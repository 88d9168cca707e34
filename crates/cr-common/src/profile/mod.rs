pub mod describe;
pub mod mbti;
pub mod mi;
pub mod questions;

pub use describe::ProfileDescriber;
pub use mbti::{Dimension, MbtiAnswer, MbtiProfile, MbtiScorer};
pub use mi::{Intelligence, MiAnswer, MiProfile, MiScorer};
pub use questions::{QuestionBank, QuestionBankError};
use std::path::{Path, PathBuf};

use tracing::info;

use super::PredictorError;
use super::registry::{ModelKind, TrainedModel};
use crate::features::FEATURE_LAYOUT_VERSION;

/// One JSON file per classifier kind (`<dir>/<kind>.json`).
#[derive(Debug, Clone)]
pub struct ModelStore {
    dir: PathBuf,
}

impl ModelStore {
    pub fn new(dir: impl Into<PathBuf>) -> Self {
        Self { dir: dir.into() }
    }

    pub fn dir(&self) -> &Path {
        &self.dir
    }

    pub fn path_for(&self, kind: ModelKind) -> PathBuf {
        self.dir.join(format!("{}.json", kind.name()))
    }

    /// Writes to a temporary file first so readers never see a partial model.
    pub fn save(&self, model: &TrainedModel) -> Result<PathBuf, PredictorError> {
        std::fs::create_dir_all(&self.dir)
            .map_err(|err| PredictorError::Persistence(format!("create {}: {err}", self.dir.display())))?;

        let path = self.path_for(model.kind());
        let tmp = path.with_extension("json.tmp");
        let body = serde_json::to_vec(model).map_err(|err| PredictorError::Persistence(err.to_string()))?;
        std::fs::write(&tmp, body)
            .map_err(|err| PredictorError::Persistence(format!("write {}: {err}", tmp.display())))?;
        std::fs::rename(&tmp, &path)
            .map_err(|err| PredictorError::Persistence(format!("rename {}: {err}", path.display())))?;

        info!(kind = %model.kind(), path = %path.display(), run_id = %model.run_id, "persisted model");
        Ok(path)
    }

    /// Returns whether a file was removed.
    pub fn remove(&self, kind: ModelKind) -> Result<bool, PredictorError> {
        let path = self.path_for(kind);
        match std::fs::remove_file(&path) {
            Ok(()) => {
                info!(%kind, path = %path.display(), "removed persisted model");
                Ok(true)
            }
            Err(err) if err.kind() == std::io::ErrorKind::NotFound => Ok(false),
            Err(err) => Err(PredictorError::Persistence(format!(
                "remove {}: {err}",
                path.display()
            ))),
        }
    }

    /// `Ok(None)` when nothing was persisted for this kind.
    pub fn load(&self, kind: ModelKind) -> Result<Option<TrainedModel>, PredictorError> {
        let path = self.path_for(kind);
        let raw = match std::fs::read(&path) {
            Ok(raw) => raw,
            Err(err) if err.kind() == std::io::ErrorKind::NotFound => return Ok(None),
            Err(err) => {
                return Err(PredictorError::Persistence(format!(
                    "read {}: {err}",
                    path.display()
                )));
            }
        };

        let model: TrainedModel = serde_json::from_slice(&raw).map_err(|err| {
            PredictorError::Persistence(format!("parse {}: {err}", path.display()))
        })?;

        if model.feature_layout != FEATURE_LAYOUT_VERSION {
            return Err(PredictorError::Persistence(format!(
                "{} uses feature layout {}, expected {FEATURE_LAYOUT_VERSION}",
                path.display(),
                model.feature_layout
            )));
        }
        if model.kind() != kind || model.classifier.classes() != model.labels.len() {
            return Err(PredictorError::Persistence(format!(
                "{} does not hold a consistent {kind} model",
                path.display()
            )));
        }

        Ok(Some(model))
    }
}
use std::env;
use std::time::Duration;

use cr_common::analysis::SYSTEM_PROMPT;
use serde::Deserialize;
use serde_json::json;
use thiserror::Error;
use tracing::{info, warn};

const MOCK_RESPONSE: &str = "\n        Análisis de ejemplo: tu combinación de rasgos de personalidad e inteligencias \
sugiere que disfrutarás carreras donde puedas aplicar tus fortalezas naturales.\n        ";

#[derive(Debug, Clone, Copy, PartialEq, Eq)]
pub enum LlmProvider {
    /// Chat-completions endpoints (OpenAI, Mistral, xAI, DeepSeek and compatibles).
    OpenAiCompatible,
    Anthropic,
    Mock,
}

impl LlmProvider {
    pub fn from_name(name: &str) -> Self {
        match name.to_ascii_lowercase().as_str() {
            "anthropic" => LlmProvider::Anthropic,
            "mock" => LlmProvider::Mock,
            _ => LlmProvider::OpenAiCompatible,
        }
    }
}

#[derive(Debug, Clone, PartialEq)]
pub struct LlmConfig {
    pub enabled: bool,
    pub provider: String,
    pub model: String,
    pub endpoint: String,
    pub api_key: String,
    pub timeout_secs: u64,
    pub max_tokens: u32,
    pub temperature: f32,
}

impl Default for LlmConfig {
    fn default() -> Self {
        Self {
            enabled: false,
            provider: "openai".into(),
            model: "gpt-4o-mini".into(),
            endpoint: "https://api.openai.com/v1/chat/completions".into(),
            api_key: String::new(),
            timeout_secs: 30,
            max_tokens: 1000,
            temperature: 0.7,
        }
    }
}

impl LlmConfig {
    pub fn mock() -> Self {
        Self {
            enabled: true,
            provider: "mock".into(),
            model: "mock".into(),
            endpoint: String::new(),
            ..Self::default()
        }
    }

    pub fn from_env() -> Self {
        fn provider_defaults(provider: &str) -> (String, String) {
            match provider.to_ascii_lowercase().as_str() {
                "anthropic" => (
                    "claude-3-5-sonnet-20240620".into(),
                    "https://api.anthropic.com/v1/messages".into(),
                ),
                "mistral" => (
                    "mistral-large-latest".into(),
                    "https://api.mistral.ai/v1/chat/completions".into(),
                ),
                "xai" => (
                    "grok-2-latest".into(),
                    "https://api.x.ai/v1/chat/completions".into(),
                ),
                "deepseek" => (
                    "deepseek-chat".into(),
                    "https://api.deepseek.com/v1/chat/completions".into(),
                ),
                "mock" => ("mock".into(), String::new()),
                _ => (
                    "gpt-4o-mini".into(),
                    "https://api.openai.com/v1/chat/completions".into(),
                ),
            }
        }

        fn provider_api_key(provider: &str) -> Option<String> {
            match provider.to_ascii_lowercase().as_str() {
                "openai" => env::var("OPENAI_API_KEY").ok(),
                "anthropic" => env::var("ANTHROPIC_API_KEY").ok(),
                "mistral" => env::var("MISTRAL_API_KEY").ok(),
                "xai" => env::var("XAI_API_KEY").ok(),
                "deepseek" => env::var("DEEPSEEK_API_KEY").ok(),
                _ => None,
            }
        }

        fn parse_bool(key: &str, default: bool) -> bool {
            match env::var(key) {
                Ok(val) => matches!(val.to_ascii_lowercase().as_str(), "1" | "true" | "yes" | "on"),
                Err(_) => default,
            }
        }

        fn parse_num<T: std::str::FromStr>(key: &str, default: T) -> T {
            env::var(key)
                .ok()
                .and_then(|raw| raw.trim().parse::<T>().ok())
                .unwrap_or(default)
        }

        let defaults = Self::default();
        let provider = env::var("LLM_PROVIDER").unwrap_or_else(|_| defaults.provider.clone());
        let (default_model, default_endpoint) = provider_defaults(&provider);
        let api_key = env::var("LLM_API_KEY")
            .ok()
            .or_else(|| provider_api_key(&provider))
            .unwrap_or_default();

        Self {
            enabled: parse_bool("LLM_ENABLED", defaults.enabled),
            provider,
            model: env::var("LLM_MODEL").unwrap_or(default_model),
            endpoint: env::var("LLM_ENDPOINT").unwrap_or(default_endpoint),
            api_key,
            timeout_secs: parse_num("LLM_TIMEOUT_SECONDS", defaults.timeout_secs).max(1),
            max_tokens: parse_num("LLM_MAX_TOKENS", defaults.max_tokens),
            temperature: parse_num("LLM_TEMPERATURE", defaults.temperature),
        }
    }

    pub fn timeout(&self) -> Duration {
        Duration::from_secs(self.timeout_secs)
    }
}

#[derive(Debug, Error)]
pub enum LlmError {
    #[error("no API key configured for provider {0}")]
    MissingApiKey(String),
    #[error("request failed: {0}")]
    Http(#[from] reqwest::Error),
    #[error("provider returned status {status}: {body}")]
    Status { status: u16, body: String },
    #[error("provider returned no text")]
    EmptyResponse,
    #[error("no response within {0:?}")]
    Timeout(Duration),
}

#[derive(Deserialize)]
struct ChatCompletion {
    #[serde(default)]
    choices: Vec<ChatChoice>,
}

#[derive(Deserialize)]
struct ChatChoice {
    message: ChatMessage,
}

#[derive(Deserialize)]
struct ChatMessage {
    #[serde(default)]
    content: Option<String>,
}

#[derive(Deserialize)]
struct AnthropicMessage {
    #[serde(default)]
    content: Vec<AnthropicBlock>,
}

#[derive(Deserialize)]
struct AnthropicBlock {
    #[serde(default)]
    text: Option<String>,
}

/// Sends prompts to the configured provider. Never used on the recommendation path.
pub struct LlmClient {
    http: reqwest::Client,
    config: LlmConfig,
    provider: LlmProvider,
}

impl LlmClient {
    pub fn new(config: LlmConfig) -> Result<Self, LlmError> {
        let provider = LlmProvider::from_name(&config.provider);
        if provider != LlmProvider::Mock && config.api_key.trim().is_empty() {
            return Err(LlmError::MissingApiKey(config.provider.clone()));
        }
        let http = reqwest::Client::builder().build()?;
        Ok(Self {
            http,
            config,
            provider,
        })
    }

    pub fn provider_name(&self) -> &str {
        &self.config.provider
    }

    pub async fn complete(&self, prompt: &str) -> Result<String, LlmError> {
        let limit = self.config.timeout();
        info!(
            provider = %self.config.provider,
            model = %self.config.model,
            prompt_chars = prompt.chars().count(),
            "calling llm"
        );
        tokio::time::timeout(limit, self.send(prompt))
            .await
            .map_err(|_| LlmError::Timeout(limit))?
    }

    async fn send(&self, prompt: &str) -> Result<String, LlmError> {
        let request = match self.provider {
            LlmProvider::Mock => return Ok(MOCK_RESPONSE.to_string()),
            LlmProvider::OpenAiCompatible => self
                .http
                .post(&self.config.endpoint)
                .bearer_auth(&self.config.api_key)
                .json(&json!({
                    "model": self.config.model,
                    "messages": [
                        {"role": "system", "content": SYSTEM_PROMPT},
                        {"role": "user", "content": prompt},
                    ],
                    "max_tokens": self.config.max_tokens,
                    "temperature": self.config.temperature,
                })),
            LlmProvider::Anthropic => self
                .http
                .post(&self.config.endpoint)
                .header("x-api-key", &self.config.api_key)
                .header("anthropic-version", "2023-06-01")
                .json(&json!({
                    "model": self.config.model,
                    "system": SYSTEM_PROMPT,
                    "messages": [{"role": "user", "content": prompt}],
                    "max_tokens": self.config.max_tokens,
                    "temperature": self.config.temperature,
                })),
        };

        let response = request.send().await?;
        let status = response.status();
        if !status.is_success() {
            let body = response.text().await.unwrap_or_default();
            warn!(provider = %self.config.provider, status = status.as_u16(), "llm request rejected");
            return Err(LlmError::Status {
                status: status.as_u16(),
                body,
            });
        }

        let text = match self.provider {
            LlmProvider::Anthropic => response
                .json::<AnthropicMessage>()
                .await?
                .content
                .into_iter()
                .find_map(|block| block.text),
            _ => response
                .json::<ChatCompletion>()
                .await?
                .choices
                .into_iter()
                .find_map(|choice| choice.message.content),
        };

        text.filter(|t| !t.trim().is_empty())
            .ok_or(LlmError::EmptyResponse)
    }
}

#[cfg(test)]
mod tests {
    use std::sync::Mutex;

    use super::*;

    static ENV_GUARD: Mutex<()> = Mutex::new(());

    fn with_env(vars: &[(&str, Option<&str>)], f: impl FnOnce()) {
        let _guard = ENV_GUARD.lock().unwrap();
        let previous: Vec<(&str, Option<String>)> = vars
            .iter()
            .map(|(key, value)| {
                let old = env::var(key).ok();
                match value {
                    Some(v) => unsafe { env::set_var(key, v) },
                    None => unsafe { env::remove_var(key) },
                }
                (*key, old)
            })
            .collect();

        f();

        for (key, value) in previous {
            match value {
                Some(v) => unsafe { env::set_var(key, v) },
                None => unsafe { env::remove_var(key) },
            }
        }
    }

    #[test]
    fn disabled_unless_configured() {
        with_env(&[("LLM_ENABLED", None), ("LLM_PROVIDER", None)], || {
            let cfg = LlmConfig::from_env();
            assert!(!cfg.enabled);
            assert_eq!(cfg.provider, "openai");
        });
    }

    #[test]
    fn provider_defaults_and_keys_follow_provider() {
        with_env(
            &[
                ("LLM_ENABLED", Some("true")),
                ("LLM_PROVIDER", Some("anthropic")),
                ("LLM_MODEL", None),
                ("LLM_ENDPOINT", None),
                ("LLM_API_KEY", None),
                ("ANTHROPIC_API_KEY", Some("sk-ant")),
                ("LLM_TIMEOUT_SECONDS", Some("0")),
            ],
            || {
                let cfg = LlmConfig::from_env();
                assert!(cfg.enabled);
                assert_eq!(cfg.endpoint, "https://api.anthropic.com/v1/messages");
                assert_eq!(cfg.api_key, "sk-ant");
                assert_eq!(cfg.timeout_secs, 1);
            },
        );
    }

    #[test]
    fn real_providers_need_an_api_key() {
        let err = LlmClient::new(LlmConfig {
            enabled: true,
            ..LlmConfig::default()
        })
        .err()
        .unwrap();

        assert!(matches!(err, LlmError::MissingApiKey(provider) if provider == "openai"));
    }

    #[tokio::test]
    async fn mock_provider_answers_without_network() {
        let client = LlmClient::new(LlmConfig::mock()).unwrap();

        let text = client.complete("Perfil MBTI: INTJ").await.unwrap();

        assert!(text.contains("Análisis"));
    }
}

★ ★ ★

Task description:
Using the entries shown above, reproduce verbatim the lines from the line bearing "pub fn load(&self, kind: ModelKind)" to the line bearing "Err(err) if err.kind() == std::io::ErrorKind::NotFound => return", inclusive.

Finished exercise:
    pub fn load(&self, kind: ModelKind) -> Result<Option<TrainedModel>, PredictorError> {
        let path = self.path_for(kind);
        let raw = match std::fs::read(&path) {
            Ok(raw) => raw,
            Err(err) if err.kind() == std::io::ErrorKind::NotFound => return Ok(None),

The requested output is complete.